OPINION
RICHMOND, Judge.Walter J. Kraus and Rose M. Kraus, husband and wife, appeal from a judgment against them, based on a finding by the trial court that they refused without lawful cause to perform their contract for the purchase of a residence in Tucson.
*440As part of the contract, the Krauses were to assume a mortgage. The deposit receipt and agreement expressly provided:
“Sale shall be contingent upon the following: * * * Buyer shall have the privilege of prepayment to reduce this mortgage to $40,000.00 within 12 months of closing at the same terms with pro-rated payment reduction.”
This court is bound by the trial court’s findings of fact unless clearly erroneous. 16 A.R.S., Rule 52(a), Rules of Civil Procedure; Donahoe v. Marston, 26 Ariz.App. 187, 547 P.2d 39 (1976). The judgment is supported by the following facts, as found from the evidence by the trial court:
1. The Krauses waived the closing date of August 1, 1975.
2. By letter dated August 24, 1975, the Krauses demanded performance of the condition affording them the privilege of reducing the mortgage balance by prepayment without penalty.
3. The sellers had a reasonable time to perform the condition, or obtain its performance, after receipt of the letter demanding performance. Miller v. Crouse, 19 Ariz.App. 268, 506 P.2d 659 (1973).
4. The Krauses’ letter dated August 25, 1975, declaring the contract rescinded was premature, and therefore ineffective, because a reasonable time had not elapsed since their demand for performance.
5. All conditions had been performed on September 4, 1975, which was within a reasonable time after the demand for performance.
The Krauses argue that their obligation to perform was terminated as a matter of law when they were notified by an authorized officer of the mortgagee on August 25,1975, that the mortgagee would not agree to the unqualified privilege of reducing the mortgage balance without prepayment penalty. We are unable to agree. The mortgagee was not a party to the contract, and its officer’s communication to the Krauses did not amount to an anticipatory breach depriving the seller of a reasonable time to perform. In Doerflinger Realty Company v. Maserang, 311 S.W.2d 123 (Mo.App.1958), primarily relied on by the Krauses, it was the seller’s agent who informed the purchasers that the condition could not be performed, thereby relieving the purchasers of their obligations. Here, as demonstrated by subsequent developments, the seller by whatever inducement might still have obtained the mortgagee’s concurrence in order to perform the condition within the reasonable time afforded by law.

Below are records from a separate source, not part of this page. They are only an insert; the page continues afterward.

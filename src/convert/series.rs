//! DICOM series discovery.
//!
//! Walks a staged subject folder, identifies DICOM files, reads the header
//! of each one, and groups the files by SeriesInstanceUID into per-series
//! metadata records for criteria matching.

use std::collections::HashMap;
use std::fs::File;
use std::io::Read;
use std::path::{Path, PathBuf};

use anyhow::{bail, Context, Result};
use dicom_core::Tag;
use dicom_dictionary_std::tags;
use dicom_object::OpenFileOptions;
use indicatif::{ProgressBar, ProgressStyle};
use rayon::prelude::*;
use walkdir::WalkDir;

/// Metadata of one acquired series, plus the files that belong to it.
#[derive(Debug, Clone, Default)]
pub struct SeriesMeta {
    pub series_uid: String,
    pub series_number: Option<u32>,
    pub description: Option<String>,
    pub protocol_name: Option<String>,
    pub slice_thickness: Option<f64>,
    pub echo_time: Option<f64>,
    pub image_type: Vec<String>,
    pub phase_encoding: Option<String>,
    pub files: Vec<PathBuf>,
}

/// Collect candidate DICOM files under `input`, by extension or by the
/// `DICM` magic at offset 128.
pub fn collect_dicom_files(input: &Path, max_depth: usize) -> Result<Vec<PathBuf>> {
    if !input.is_dir() {
        bail!("input path is not a directory: {}", input.display());
    }
    let mut files: Vec<PathBuf> = WalkDir::new(input)
        .max_depth(max_depth)
        .into_iter()
        .filter_map(|e| e.ok())
        .filter(|e| e.file_type().is_file())
        .map(|e| e.path().to_path_buf())
        .filter(|p| is_likely_dicom_file(p))
        .collect();
    files.sort();
    Ok(files)
}

pub fn is_likely_dicom_file(path: &Path) -> bool {
    if let Some(ext) = path.extension() {
        let ext = ext.to_string_lossy().to_lowercase();
        if matches!(ext.as_str(), "dcm" | "dicom" | "ima" | "img") {
            return true;
        }
    }

    if let Ok(mut file) = File::open(path) {
        let mut buffer = [0u8; 132];
        if file.read_exact(&mut buffer).is_ok() {
            return &buffer[128..132] == b"DICM";
        }
    }

    false
}

/// Scan `input` and return one [`SeriesMeta`] per series, ordered by
/// series number.
pub fn scan_series(input: &Path, max_depth: usize, show_progress: bool) -> Result<Vec<SeriesMeta>> {
    let files = collect_dicom_files(input, max_depth)?;
    if files.is_empty() {
        bail!("no DICOM files found under {}", input.display());
    }

    let progress = if show_progress {
        let pb = ProgressBar::new(files.len() as u64);
        pb.set_style(
            ProgressStyle::default_bar()
                .template("{spinner:.green} [{bar:40.cyan/blue}] {pos}/{len} ({eta})")
                .expect("static progress template")
                .progress_chars("#>-"),
        );
        Some(pb)
    } else {
        None
    };

    // Unreadable files are tolerated here; a series with zero readable
    // files simply never forms.
    let per_file: Vec<(String, SeriesMeta, PathBuf)> = files
        .par_iter()
        .filter_map(|path| {
            let meta = read_file_meta(path);
            if let Some(pb) = &progress {
                pb.inc(1);
            }
            match meta {
                Ok(meta) => Some((meta.series_uid.clone(), meta, path.clone())),
                Err(e) => {
                    log::warn!("skipping {}: {e:#}", path.display());
                    None
                }
            }
        })
        .collect();

    if let Some(pb) = &progress {
        pb.finish_and_clear();
    }

    let mut grouped: HashMap<String, SeriesMeta> = HashMap::new();
    for (uid, meta, path) in per_file {
        let entry = grouped.entry(uid).or_insert_with(|| SeriesMeta {
            files: Vec::new(),
            ..meta
        });
        entry.files.push(path);
    }

    let mut series: Vec<SeriesMeta> = grouped.into_values().collect();
    for s in &mut series {
        s.files.sort();
    }
    series.sort_by(|a, b| {
        a.series_number
            .cmp(&b.series_number)
            .then_with(|| a.series_uid.cmp(&b.series_uid))
    });
    Ok(series)
}

fn read_file_meta(path: &Path) -> Result<SeriesMeta> {
    let obj = OpenFileOptions::new()
        .open_file(path)
        .with_context(|| format!("failed to open DICOM file {}", path.display()))?;

    let get_str = |tag: Tag| -> Option<String> {
        obj.element_opt(tag)
            .ok()
            .flatten()
            .and_then(|elem| elem.to_str().ok())
            .map(|s| s.trim().to_string())
            .filter(|s| !s.is_empty())
    };

    let series_uid = get_str(tags::SERIES_INSTANCE_UID)
        .with_context(|| format!("{} has no SeriesInstanceUID", path.display()))?;

    Ok(SeriesMeta {
        series_uid,
        series_number: get_str(tags::SERIES_NUMBER).and_then(|s| s.parse().ok()),
        description: get_str(tags::SERIES_DESCRIPTION),
        protocol_name: get_str(tags::PROTOCOL_NAME),
        slice_thickness: get_str(tags::SLICE_THICKNESS).and_then(|s| s.parse().ok()),
        echo_time: get_str(tags::ECHO_TIME).and_then(|s| s.parse().ok()),
        image_type: get_str(tags::IMAGE_TYPE)
            .map(|s| s.split('\\').map(|part| part.trim().to_string()).collect())
            .unwrap_or_default(),
        phase_encoding: get_str(tags::IN_PLANE_PHASE_ENCODING_DIRECTION),
        files: Vec::new(),
    })
}

#[cfg(test)]
mod tests {
    use super::*;
    use std::io::Write;
    use tempfile::TempDir;

    #[test]
    fn test_is_likely_dicom_by_extension() {
        let tmp = TempDir::new().unwrap();
        let path = tmp.path().join("IM0001.dcm");
        std::fs::write(&path, b"anything").unwrap();
        assert!(is_likely_dicom_file(&path));
    }

    #[test]
    fn test_is_likely_dicom_by_magic() {
        let tmp = TempDir::new().unwrap();
        let path = tmp.path().join("IM0001");
        let mut file = File::create(&path).unwrap();
        file.write_all(&[0u8; 128]).unwrap();
        file.write_all(b"DICM").unwrap();
        assert!(is_likely_dicom_file(&path));
    }

    #[test]
    fn test_plain_file_is_not_dicom() {
        let tmp = TempDir::new().unwrap();
        let path = tmp.path().join("notes.txt");
        std::fs::write(&path, "just some text long enough to pass the header read if any").unwrap();
        assert!(!is_likely_dicom_file(&path));
    }

    #[test]
    fn test_collect_descends_and_filters() {
        let tmp = TempDir::new().unwrap();
        let nested = tmp.path().join("ses/anat");
        std::fs::create_dir_all(&nested).unwrap();
        std::fs::write(nested.join("a.dcm"), b"x").unwrap();
        std::fs::write(nested.join("b.IMA"), b"x").unwrap();
        std::fs::write(tmp.path().join("readme.txt"), "nope").unwrap();

        let files = collect_dicom_files(tmp.path(), 10).unwrap();
        assert_eq!(files.len(), 2);
    }

    #[test]
    fn test_collect_on_missing_dir_fails() {
        let tmp = TempDir::new().unwrap();
        assert!(collect_dicom_files(&tmp.path().join("absent"), 10).is_err());
    }
}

The Krauses also challenge the amount of damages awarded to the seller, Pat Schlapik, and the real estate broker, Roy H. Long Realty Company, Inc., as being contrary to a stipulation at pre-trial conference incorporated in the trial court’s findings of fact. The pre-trial order contained a stipulation that the seller was entitled to receive, if the contract were found to be fully enforceable, “the amount of $16,000 as shown on their [sic] closing statement, . . . ” The closing statement in evidence revealed that the seller would have received $17,683.44 if the transaction had closed; the trial court so found, and awarded seller that amount. We do not agree that the stipulation precluded any award in excess of $16,000, where the closing statement, to which it referred, disclosed she was entitled to the amount actually awarded. At most, the stipulation was ambiguous, and the trial court’s interpretation was not unreasonable. As for the broker’s commission, we are unable to find any discrepancy between the stipulated amount, seven per cent of $125,000, and the award of $8,750.
Affirmed.
HOWARD, C. J., and RICHMOND and HATHAWAY, JJ., concur.